# WORK REQUIRED:
Using the records below, write out again exactly the lines that begin at the line containing "is not staged." and end at the line containing "std::fs::write(&manifest_path, manifest)", and no other lines.

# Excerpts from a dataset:

╭──

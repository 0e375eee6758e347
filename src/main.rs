use std::io;
use std::path::PathBuf;

use anyhow::Result;
use clap::{CommandFactory, Parser, Subcommand};
use clap_complete::Shell;
use gantry::commands::{inspect_release, merge_releases};
use gantry::release::{ArchiveReader, ArchiveWriter};
use tracing_subscriber::EnvFilter;

#[derive(Parser)]
#[command(name = "gantry")]
#[command(about = "Release archive tooling for the deployment orchestrator", long_about = None)]
#[command(version)]
struct Cli {
    #[command(subcommand)]
    command: Commands,
}

#[derive(Subcommand)]
enum Commands {
    /// Merge two compiled releases of the same name and version into one archive
    #[command(name = "merge-releases")]
    MergeReleases {
        /// Path to the first release archive
        release_1: PathBuf,

        /// Path to the second release archive
        release_2: PathBuf,

        /// Where to write the merged release archive
        target_path: PathBuf,
    },

    /// Show the contents of a local release archive
    #[command(name = "inspect-release")]
    InspectRelease {
        /// Path to the release archive
        path: PathBuf,
    },

    /// Generate shell completions
    Completions {
        /// Shell to generate completions for
        shell: Shell,
    },
}

fn main() -> Result<()> {
    tracing_subscriber::fmt()
        .with_env_filter(EnvFilter::from_default_env())
        .with_writer(io::stderr)
        .init();

    let cli = Cli::parse();

    match cli.command {
        Commands::MergeReleases {
            release_1,
            release_2,
            target_path,
        } => merge_releases::execute(
            &ArchiveReader::new(),
            &ArchiveWriter::new(),
            &release_1,
            &release_2,
            &target_path,
        ),
        Commands::InspectRelease { path } => {
            inspect_release::execute(&ArchiveReader::new(), &path)
        }
        Commands::Completions { shell } => {
            let mut cmd = Cli::command();
            clap_complete::generate(shell, &mut cmd, "gantry", &mut io::stdout());
            Ok(())
        }
    }
}
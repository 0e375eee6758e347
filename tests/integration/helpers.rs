//! Shared test helpers for building release archive fixtures

use std::fs;
use std::fs::File;
use std::path::Path;

use flate2::write::GzEncoder;
use flate2::Compression;
use tempfile::TempDir;

use gantry::release::manifest::{CompiledPackageEntry, JobEntry, ReleaseManifest};

/// Test helper: describe a release fixture by name/version plus
/// (name, fingerprint) pairs for its jobs and compiled packages.
pub struct FixtureRelease<'a> {
    pub name: &'a str,
    pub version: &'a str,
    pub jobs: Vec<(&'a str, &'a str)>,
    pub compiled_packages: Vec<(&'a str, &'a str)>,
}

/// Build a real `.tgz` release archive at `dest`: a `release.MF` manifest
/// plus one artifact tarball per entry, each holding recognizable content.
pub fn write_release_archive(dest: &Path, fixture: &FixtureRelease) {
    let staging = TempDir::new().expect("Failed to create staging directory");

    let manifest = ReleaseManifest {
        name: fixture.name.to_string(),
        version: fixture.version.to_string(),
        jobs: fixture
            .jobs
            .iter()
            .map(|(name, fingerprint)| JobEntry {
                name: name.to_string(),
                version: fingerprint.to_string(),
                fingerprint: fingerprint.to_string(),
                sha1: format!("{name}-sha"),
            })
            .collect(),
        compiled_packages: fixture
            .compiled_packages
            .iter()
            .map(|(name, fingerprint)| CompiledPackageEntry {
                name: name.to_string(),
                version: fingerprint.to_string(),
                fingerprint: fingerprint.to_string(),
                stemcell: "ubuntu-jammy/1.83".to_string(),
                sha1: format!("{name}-sha"),
                ..Default::default()
            })
            .collect(),
        ..Default::default()
    };

    let manifest_yaml = serde_yaml::to_string(&manifest).expect("Failed to serialize manifest");
    fs::write(staging.path().join("release.MF"), manifest_yaml)
        .expect("Failed to write release.MF");

    if !fixture.jobs.is_empty() {
        let jobs_dir = staging.path().join("jobs");
        fs::create_dir_all(&jobs_dir).expect("Failed to create jobs dir");
        for (name, _) in &fixture.jobs {
            fs::write(jobs_dir.join(format!("{name}.tgz")), artifact_content(name))
                .expect("Failed to write job archive");
        }
    }

    if !fixture.compiled_packages.is_empty() {
        let pkgs_dir = staging.path().join("compiled_packages");
        fs::create_dir_all(&pkgs_dir).expect("Failed to create compiled_packages dir");
        for (name, _) in &fixture.compiled_packages {
            fs::write(pkgs_dir.join(format!("{name}.tgz")), artifact_content(name))
                .expect("Failed to write compiled package archive");
        }
    }

    let file = File::create(dest).expect("Failed to create archive file");
    let encoder = GzEncoder::new(file, Compression::default());
    let mut tar = tar::Builder::new(encoder);
    tar.append_dir_all(".", staging.path())
        .expect("Failed to pack archive");
    tar.into_inner()
        .and_then(|encoder| encoder.finish())
        .expect("Failed to finish archive");
}

/// Deterministic content for an artifact tarball, so reads can verify the
/// right bytes survived a merge.
pub fn artifact_content(name: &str) -> Vec<u8> {
    format!("{name}-content").into_bytes()
}
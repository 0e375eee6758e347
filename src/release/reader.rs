//! Reading release archives
//!
//! A release archive is a gzipped tarball carrying a `release.MF` YAML
//! manifest at its root plus one artifact tarball per entry under `jobs/`,
//! `packages/`, and `compiled_packages/`. `ArchiveReader` extracts the
//! archive into a scratch directory owned by the resulting `Release`, so the
//! extracted artifacts stay available until the release is cleaned up.

use std::fs::File;
use std::path::{Path, PathBuf};

use anyhow::{bail, Context, Result};
use flate2::read::GzDecoder;
use tempfile::TempDir;
use tracing::debug;

use super::job::Job;
use super::manifest::ReleaseManifest;
use super::pkg::{CompiledPackage, Package};
use super::Release;

/// Produces a `Release` from an archive or directory path. Substitutable by
/// a test double; the real implementation is `ArchiveReader`.
pub trait ReleaseReader {
    fn read(&self, path: &Path) -> Result<Release>;
}

#[derive(Debug, Default)]
pub struct ArchiveReader;

impl ArchiveReader {
    pub fn new() -> Self {
        ArchiveReader
    }
}

impl ReleaseReader for ArchiveReader {
    fn read(&self, path: &Path) -> Result<Release> {
        let scratch = TempDir::with_prefix("gantry-release-")
            .context("Creating extraction dir for release")?;

        extract_archive(path, scratch.path())
            .with_context(|| format!("Extracting release '{}'", path.display()))?;
        debug!(
            archive = %path.display(),
            extracted_to = %scratch.path().display(),
            "extracted release archive"
        );

        let manifest_path = scratch.path().join("release.MF");
        let manifest_content = std::fs::read_to_string(&manifest_path)
            .with_context(|| format!("Reading release manifest '{}'", manifest_path.display()))?;

        let manifest: ReleaseManifest =
            serde_yaml::from_str(&manifest_content).context("Parsing release manifest")?;

        release_from_manifest(manifest, scratch)
            .with_context(|| format!("Constructing release from '{}'", path.display()))
    }
}

fn extract_archive(archive_path: &Path, destination: &Path) -> Result<()> {
    let file = File::open(archive_path)
        .with_context(|| format!("Opening release archive '{}'", archive_path.display()))?;
    let mut archive = tar::Archive::new(GzDecoder::new(file));
    archive
        .unpack(destination)
        .context("Unpacking release archive")?;
    Ok(())
}

fn release_from_manifest(manifest: ReleaseManifest, scratch: TempDir) -> Result<Release> {
    let mut jobs = Vec::with_capacity(manifest.jobs.len());
    for entry in &manifest.jobs {
        jobs.push(Job {
            name: entry.name.clone(),
            fingerprint: entry.fingerprint.clone(),
            digest: entry.sha1.clone(),
            archive_path: Some(artifact_archive(scratch.path(), "jobs", &entry.name)?),
            package_names: Vec::new(),
        });
    }

    let mut packages = Vec::with_capacity(manifest.packages.len());
    for entry in &manifest.packages {
        packages.push(Package {
            name: entry.name.clone(),
            fingerprint: entry.fingerprint.clone(),
            digest: entry.sha1.clone(),
            archive_path: Some(artifact_archive(scratch.path(), "packages", &entry.name)?),
            dependency_names: entry.dependencies.clone(),
        });
    }

    let mut compiled_packages = Vec::with_capacity(manifest.compiled_packages.len());
    for entry in &manifest.compiled_packages {
        compiled_packages.push(CompiledPackage {
            name: entry.name.clone(),
            fingerprint: entry.fingerprint.clone(),
            stemcell: entry.stemcell.clone(),
            digest: entry.sha1.clone(),
            archive_path: Some(artifact_archive(
                scratch.path(),
                "compiled_packages",
                &entry.name,
            )?),
            dependency_names: entry.dependencies.clone(),
        });
    }

    Ok(Release {
        name: manifest.name,
        version: manifest.version,
        commit_hash: manifest.commit_hash,
        uncommitted_changes: manifest.uncommitted_changes,
        jobs,
        packages,
        compiled_packages,
        scratch: Some(scratch),
    })
}

/// Every manifest entry must have its artifact tarball in the extracted
/// tree; a listing without content is a broken archive.
fn artifact_archive(extracted: &Path, kind: &str, name: &str) -> Result<PathBuf> {
    let path = extracted.join(kind).join(format!("{name}.tgz"));
    if !path.is_file() {
        bail!("Missing archive for '{name}' (expected '{kind}/{name}.tgz')");
    }
    Ok(path)
}
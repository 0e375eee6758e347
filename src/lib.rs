pub mod commands;
pub mod fs;
pub mod release;
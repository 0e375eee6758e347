//! Writing release archives
//!
//! `ArchiveWriter` serializes a `Release` back into a gzipped tarball: it
//! stages `release.MF` and the artifact tarballs into a fresh directory,
//! compresses the staging directory, and returns the path of the resulting
//! temporary archive. The caller owns moving that archive to its final
//! location. Compiled packages whose fingerprints appear on the skip list
//! are listed in the manifest but their content is not staged.

use std::path::{Path, PathBuf};

use anyhow::{bail, Context, Result};
use flate2::write::GzEncoder;
use flate2::Compression;
use tempfile::TempDir;
use tracing::debug;

use super::Release;

/// Serializes a `Release` to a temporary archive path. Substitutable by a
/// test double; the real implementation is `ArchiveWriter`.
pub trait ReleaseWriter {
    fn write(&self, release: &Release, skip_fingerprints: &[String]) -> Result<PathBuf>;
}

#[derive(Debug, Default)]
pub struct ArchiveWriter;

impl ArchiveWriter {
    pub fn new() -> Self {
        ArchiveWriter
    }
}

impl ReleaseWriter for ArchiveWriter {
    fn write(&self, release: &Release, skip_fingerprints: &[String]) -> Result<PathBuf> {
        let staging =
            TempDir::with_prefix("gantry-staging-").context("Creating staging release dir")?;
        debug!(staging = %staging.path().display(), "staging release for writing");

        let manifest =
            serde_yaml::to_string(&release.manifest()).context("Serializing release manifest")?;
        let manifest_path = staging.path().join("release.MF");
        std::fs::write(&manifest_path, manifest)
            .with_context(|| format!("Writing release manifest '{}'", manifest_path.display()))?;

        stage_jobs(release, staging.path()).context("Writing jobs")?;
        stage_packages(release, staging.path(), skip_fingerprints).context("Writing packages")?;
        stage_compiled_packages(release, staging.path(), skip_fingerprints)
            .context("Writing compiled packages")?;

        let archive_path = compress(staging.path()).context("Compressing release")?;
        debug!(archive = %archive_path.display(), "wrote release archive");

        // Staging dir is removed when `staging` drops.
        Ok(archive_path)
    }
}

fn stage_jobs(release: &Release, staging: &Path) -> Result<()> {
    if release.jobs.is_empty() {
        return Ok(());
    }

    let jobs_dir = staging.join("jobs");
    std::fs::create_dir_all(&jobs_dir).context("Creating jobs/")?;

    for job in &release.jobs {
        let Some(source) = &job.archive_path else {
            bail!("Job '{}' has no archive to write", job.name);
        };
        let destination = jobs_dir.join(format!("{}.tgz", job.name));
        std::fs::copy(source, &destination)
            .with_context(|| format!("Copying job '{}' archive into staging dir", job.name))?;
    }

    Ok(())
}

fn stage_packages(release: &Release, staging: &Path, skip_fingerprints: &[String]) -> Result<()> {
    if release.packages.is_empty() {
        return Ok(());
    }

    let packages_dir = staging.join("packages");
    std::fs::create_dir_all(&packages_dir).context("Creating packages/")?;

    for pkg in &release.packages {
        if skip_fingerprints.contains(&pkg.fingerprint) {
            debug!(package = %pkg.name, "skipping package content");
            continue;
        }
        let Some(source) = &pkg.archive_path else {
            bail!("Package '{}' has no archive to write", pkg.name);
        };
        let destination = packages_dir.join(format!("{}.tgz", pkg.name));
        std::fs::copy(source, &destination)
            .with_context(|| format!("Copying package '{}' archive into staging dir", pkg.name))?;
    }

    Ok(())
}

fn stage_compiled_packages(
    release: &Release,
    staging: &Path,
    skip_fingerprints: &[String],
) -> Result<()> {
    if release.compiled_packages.is_empty() {
        return Ok(());
    }

    let packages_dir = staging.join("compiled_packages");
    std::fs::create_dir_all(&packages_dir).context("Creating compiled_packages/")?;

    for pkg in &release.compiled_packages {
        if skip_fingerprints.contains(&pkg.fingerprint) {
            debug!(package = %pkg.name, "skipping compiled package content");
            continue;
        }
        let Some(source) = &pkg.archive_path else {
            bail!("Compiled package '{}' has no archive to write", pkg.name);
        };
        let destination = packages_dir.join(format!("{}.tgz", pkg.name));
        std::fs::copy(source, &destination).with_context(|| {
            format!(
                "Copying compiled package '{}' archive into staging dir",
                pkg.name
            )
        })?;
    }

    Ok(())
}

/// Pack the staging directory into a gzipped tarball at a temporary path
/// that survives this call; the caller decides where it ends up.
fn compress(staging: &Path) -> Result<PathBuf> {
    compress_into(staging, &std::env::temp_dir())
}

/// The archive file stays owned by the tempfile handle until packing has
/// fully succeeded; a failure while packing removes it instead of leaking
/// an orphaned partial archive.
fn compress_into(staging: &Path, out_dir: &Path) -> Result<PathBuf> {
    let file = tempfile::Builder::new()
        .prefix("gantry-release-")
        .suffix(".tgz")
        .tempfile_in(out_dir)
        .context("Creating release archive file")?;

    let encoder = GzEncoder::new(file.as_file(), Compression::default());
    let mut tar = tar::Builder::new(encoder);
    tar.append_dir_all(".", staging)
        .context("Packing staged release")?;
    tar.into_inner()
        .and_then(|encoder| encoder.finish())
        .context("Finishing release archive")?;

    let (_file, archive_path) = file.keep().context("Persisting release archive file")?;
    Ok(archive_path)
}
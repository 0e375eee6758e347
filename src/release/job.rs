//! Job artifact within a release
//!
//! A job is a named runtime role definition. Its identity is the pair of
//! `name` and `fingerprint`: two jobs with equal names are the same artifact
//! iff their fingerprints are equal.

use std::path::PathBuf;

#[derive(Debug, Clone, PartialEq, Eq)]
pub struct Job {
    pub name: String,
    pub fingerprint: String,
    /// Content digest of the job archive (the manifest `sha1` field).
    pub digest: String,
    /// Location of the job archive inside the owning release's scratch
    /// directory. Unset for releases constructed in memory.
    pub archive_path: Option<PathBuf>,
    /// Names of the packages this job depends on at runtime.
    pub package_names: Vec<String>,
}

impl Job {
    pub fn new(name: impl Into<String>, fingerprint: impl Into<String>) -> Self {
        Job {
            name: name.into(),
            fingerprint: fingerprint.into(),
            digest: String::new(),
            archive_path: None,
            package_names: Vec::new(),
        }
    }
}
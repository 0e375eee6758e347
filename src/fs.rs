//! Filesystem helpers shared by the commands.

use std::fs::File;
use std::io::Read;
use std::path::Path;

use anyhow::{Context, Result};
use sha2::{Digest, Sha256};

/// Move a file, falling back to copy-and-rename when a plain rename fails
/// (e.g. across filesystems, which is common when the source sits in the
/// system temp dir). The fallback stages the copy in the destination's
/// parent directory and renames it into place only once the copy is
/// complete, so a failed copy never leaves a partial file at the
/// destination.
pub fn move_file(source: &Path, destination: &Path) -> Result<()> {
    if std::fs::rename(source, destination).is_ok() {
        return Ok(());
    }

    copy_then_rename(source, destination)
}

/// Cross-filesystem move: copy into a staging file next to the destination,
/// rename it over the destination, then remove the source. The staging file
/// is removed if any step fails before the rename.
fn copy_then_rename(source: &Path, destination: &Path) -> Result<()> {
    let parent = destination.parent().unwrap_or_else(|| Path::new("."));

    let mut staged = tempfile::NamedTempFile::new_in(parent).with_context(|| {
        format!(
            "Creating staging file for '{}' in '{}'",
            destination.display(),
            parent.display()
        )
    })?;

    let mut reader = File::open(source)
        .with_context(|| format!("Opening '{}' for copy", source.display()))?;
    std::io::copy(&mut reader, staged.as_file_mut()).with_context(|| {
        format!(
            "Copying '{}' to '{}'",
            source.display(),
            destination.display()
        )
    })?;

    // The persist error owns the staging file; take just the I/O error so
    // the staging file is removed here rather than living on in the error.
    staged.persist(destination).map_err(|persist_err| {
        anyhow::Error::new(persist_err.error)
            .context(format!("Renaming staged copy to '{}'", destination.display()))
    })?;

    std::fs::remove_file(source)
        .with_context(|| format!("Removing '{}' after copy", source.display()))?;
    Ok(())
}

/// SHA-256 of a file's content, hex-encoded.
pub fn sha256_file(path: &Path) -> Result<String> {
    let mut file = File::open(path)
        .with_context(|| format!("Opening '{}' for digest", path.display()))?;

    let mut hasher = Sha256::new();
    let mut buffer = [0u8; 64 * 1024];
    loop {
        let read = file
            .read(&mut buffer)
            .with_context(|| format!("Reading '{}' for digest", path.display()))?;
        if read == 0 {
            break;
        }
        hasher.update(&buffer[..read]);
    }

    Ok(hex::encode(hasher.finalize()))
}
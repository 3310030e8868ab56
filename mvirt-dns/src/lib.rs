pub mod adapter;
pub mod catalog;
pub mod config;
pub mod core;
pub mod error;
pub mod frame;
pub mod generation;
pub mod handler;
pub mod quiescence;
pub mod raw;
pub mod socket;
pub mod test_util;
pub mod worker;
pub mod zonefile;

pub use crate::core::Core;
pub use error::{CoreError, Result};
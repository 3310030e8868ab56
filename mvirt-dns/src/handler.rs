//! Query answering seam.
//!
//! Workers hand every received DNS message to a [`QueryHandler`] together with
//! the catalog generation they currently hold. Matching and response building
//! live behind this trait.

use crate::catalog::Catalog;

/// DNS header size in bytes.
pub const DNS_HEADER_SIZE: usize = 12;

const FLAG_QR: u8 = 0x80;
const RCODE_REFUSED: u8 = 5;

pub trait QueryHandler: Send + Sync {
    /// Answer `query` from `catalog`, writing the reply into `response`
    /// (which arrives empty). Returns false to send nothing.
    fn answer(&self, catalog: &Catalog, query: &[u8], response: &mut Vec<u8>) -> bool;
}

/// Answers every well-formed query with REFUSED.
#[derive(Debug, Default)]
pub struct RefusingHandler;

impl QueryHandler for RefusingHandler {
    fn answer(&self, _catalog: &Catalog, query: &[u8], response: &mut Vec<u8>) -> bool {
        if query.len() < DNS_HEADER_SIZE || query[2] & FLAG_QR != 0 {
            return false;
        }
        response.extend_from_slice(&query[..DNS_HEADER_SIZE]);
        response[2] |= FLAG_QR;
        response[3] = (response[3] & 0xf0) | RCODE_REFUSED;
        response[4..DNS_HEADER_SIZE].fill(0);
        true
    }
}

#[cfg(test)]
mod tests {
    use super::*;

    #[test]
    fn test_refuses_queries() {
        let query = [0x12, 0x34, 0x01, 0x00, 0, 1, 0, 0, 0, 0, 0, 0, 3, b'w', b'w', b'w', 0];
        let mut response = Vec::new();
        assert!(RefusingHandler.answer(&Catalog::new(), &query, &mut response));
        assert_eq!(&response[..2], &[0x12, 0x34]);
        assert_eq!(response[2], 0x81);
        assert_eq!(response[3] & 0x0f, RCODE_REFUSED);
        assert_eq!(response.len(), DNS_HEADER_SIZE);
    }

    #[test]
    fn test_ignores_responses_and_runts() {
        let mut response = Vec::new();
        let reply = [0, 0, 0x80, 0, 0, 0, 0, 0, 0, 0, 0, 0];
        assert!(!RefusingHandler.answer(&Catalog::new(), &reply, &mut response));
        assert!(!RefusingHandler.answer(&Catalog::new(), &[0; 4], &mut response));
        assert!(response.is_empty());
    }
}
//! Runtime configuration snapshots and startup capability flags.
//!
//! A [`Configuration`] is a plain value: the control thread compares the old
//! and new snapshot to decide what has to be rebuilt. Parsing happens here only
//! for the JSON file format read by the daemon.

use std::net::{Ipv4Addr, Ipv6Addr, SocketAddr};
use std::path::{Path, PathBuf};
use std::time::Duration;

use serde::{Deserialize, Serialize};
use thiserror::Error;

/// Default DNS port for raw interface bindings.
pub const DNS_PORT: u16 = 53;

/// Configuration loading errors.
#[derive(Debug, Error)]
pub enum ConfigError {
    #[error("failed to read {path}: {source}")]
    Io {
        path: PathBuf,
        #[source]
        source: std::io::Error,
    },

    #[error("invalid configuration in {path}: {source}")]
    Json {
        path: PathBuf,
        #[source]
        source: serde_json::Error,
    },

    #[error("invalid MAC address for {ifname}: {value}")]
    InvalidMac { ifname: String, value: String },
}

/// Mode switches fixed at startup.
///
/// Read by the adapter layer and the zonefile loader; the core only hands them
/// on to newly opened adapters and newly spawned workers.
#[derive(Debug, Clone, Copy, Default, PartialEq, Eq)]
pub struct CapabilityFlags {
    pub pfring: bool,
    pub sendq: bool,
    pub offline: bool,
    pub packet_trace: bool,
    pub zonefile_check: bool,
}

/// One raw-capture binding as written in the configuration.
#[derive(Debug, Clone, PartialEq, Eq, Serialize, Deserialize)]
pub struct InterfaceConfig {
    pub ifname: String,
    #[serde(default)]
    pub ipv4: Option<Ipv4Addr>,
    #[serde(default)]
    pub ipv6: Option<Ipv6Addr>,
    #[serde(default = "default_port")]
    pub port: u16,
    /// Overrides the MAC address reported by the adapter.
    #[serde(default)]
    pub mac: Option<String>,
    /// Next-hop MAC used when a query arrives without a usable source MAC.
    #[serde(default)]
    pub router_mac: Option<String>,
}

impl InterfaceConfig {
    pub fn new(ifname: impl Into<String>) -> Self {
        Self {
            ifname: ifname.into(),
            ipv4: None,
            ipv6: None,
            port: DNS_PORT,
            mac: None,
            router_mac: None,
        }
    }

    /// Reject MAC strings that do not parse.
    pub fn validate(&self) -> Result<(), ConfigError> {
        for value in [&self.mac, &self.router_mac].into_iter().flatten() {
            if parse_mac(value).is_none() {
                return Err(ConfigError::InvalidMac {
                    ifname: self.ifname.clone(),
                    value: value.clone(),
                });
            }
        }
        Ok(())
    }
}

fn default_port() -> u16 {
    DNS_PORT
}

/// Bounds for waiting on worker echoes before reclaiming a generation.
#[derive(Debug, Clone, PartialEq, Eq, Serialize, Deserialize)]
#[serde(default)]
pub struct QuiescenceConfig {
    pub poll_initial_ms: u64,
    pub poll_max_ms: u64,
    pub warn_after_ms: u64,
    pub give_up_after_ms: u64,
}

impl Default for QuiescenceConfig {
    fn default() -> Self {
        Self {
            poll_initial_ms: 1,
            poll_max_ms: 50,
            warn_after_ms: 1_000,
            give_up_after_ms: 10_000,
        }
    }
}

impl QuiescenceConfig {
    pub fn poll_initial(&self) -> Duration {
        Duration::from_millis(self.poll_initial_ms.max(1))
    }

    pub fn poll_max(&self) -> Duration {
        Duration::from_millis(self.poll_max_ms.max(self.poll_initial_ms).max(1))
    }

    pub fn warn_after(&self) -> Duration {
        Duration::from_millis(self.warn_after_ms)
    }

    pub fn give_up_after(&self) -> Duration {
        Duration::from_millis(self.give_up_after_ms)
    }
}

/// A complete configuration snapshot.
#[derive(Debug, Clone, PartialEq, Eq, Serialize, Deserialize)]
#[serde(default)]
pub struct Configuration {
    pub worker_threads: usize,
    pub cpu_pinning: bool,
    pub listen: Vec<SocketAddr>,
    pub interfaces: Vec<InterfaceConfig>,
    pub zonefiles: Vec<PathBuf>,
    pub quiescence: QuiescenceConfig,
}

impl Default for Configuration {
    fn default() -> Self {
        Self {
            worker_threads: 1,
            cpu_pinning: false,
            listen: Vec::new(),
            interfaces: Vec::new(),
            zonefiles: Vec::new(),
            quiescence: QuiescenceConfig::default(),
        }
    }
}

impl Configuration {
    /// The state before anything was applied: no workers, no sockets.
    pub fn empty() -> Self {
        Self {
            worker_threads: 0,
            ..Self::default()
        }
    }

    /// Read a configuration file.
    pub fn from_file(path: &Path) -> Result<Self, ConfigError> {
        let text = std::fs::read_to_string(path).map_err(|source| ConfigError::Io {
            path: path.to_path_buf(),
            source,
        })?;
        let config: Self = serde_json::from_str(&text).map_err(|source| ConfigError::Json {
            path: path.to_path_buf(),
            source,
        })?;
        config.validate()?;
        Ok(config)
    }

    pub fn validate(&self) -> Result<(), ConfigError> {
        self.interfaces.iter().try_for_each(InterfaceConfig::validate)
    }
}

/// Parse a MAC address in `aa:bb:cc:dd:ee:ff` form.
pub fn parse_mac(s: &str) -> Option<[u8; 6]> {
    let parts: Vec<&str> = s.split(':').collect();
    if parts.len() != 6 {
        return None;
    }

    let mut mac = [0u8; 6];
    for (i, part) in parts.iter().enumerate() {
        if part.len() != 2 {
            return None;
        }
        mac[i] = u8::from_str_radix(part, 16).ok()?;
    }
    Some(mac)
}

╰──

# ANSWER AREA:
//! are listed in the manifest but their content is not staged.

use std::path::{Path, PathBuf};

use anyhow::{bail, Context, Result};
use flate2::write::GzEncoder;
use flate2::Compression;
use tempfile::TempDir;
use tracing::debug;

use super::Release;

/// Serializes a `Release` to a temporary archive path. Substitutable by a
/// test double; the real implementation is `ArchiveWriter`.
pub trait ReleaseWriter {
    fn write(&self, release: &Release, skip_fingerprints: &[String]) -> Result<PathBuf>;
}

#[derive(Debug, Default)]
pub struct ArchiveWriter;

impl ArchiveWriter {
    pub fn new() -> Self {
        ArchiveWriter
    }
}

impl ReleaseWriter for ArchiveWriter {
    fn write(&self, release: &Release, skip_fingerprints: &[String]) -> Result<PathBuf> {
        let staging =
            TempDir::with_prefix("gantry-staging-").context("Creating staging release dir")?;
        debug!(staging = %staging.path().display(), "staging release for writing");

        let manifest =
            serde_yaml::to_string(&release.manifest()).context("Serializing release manifest")?;
        let manifest_path = staging.path().join("release.MF");
        std::fs::write(&manifest_path, manifest)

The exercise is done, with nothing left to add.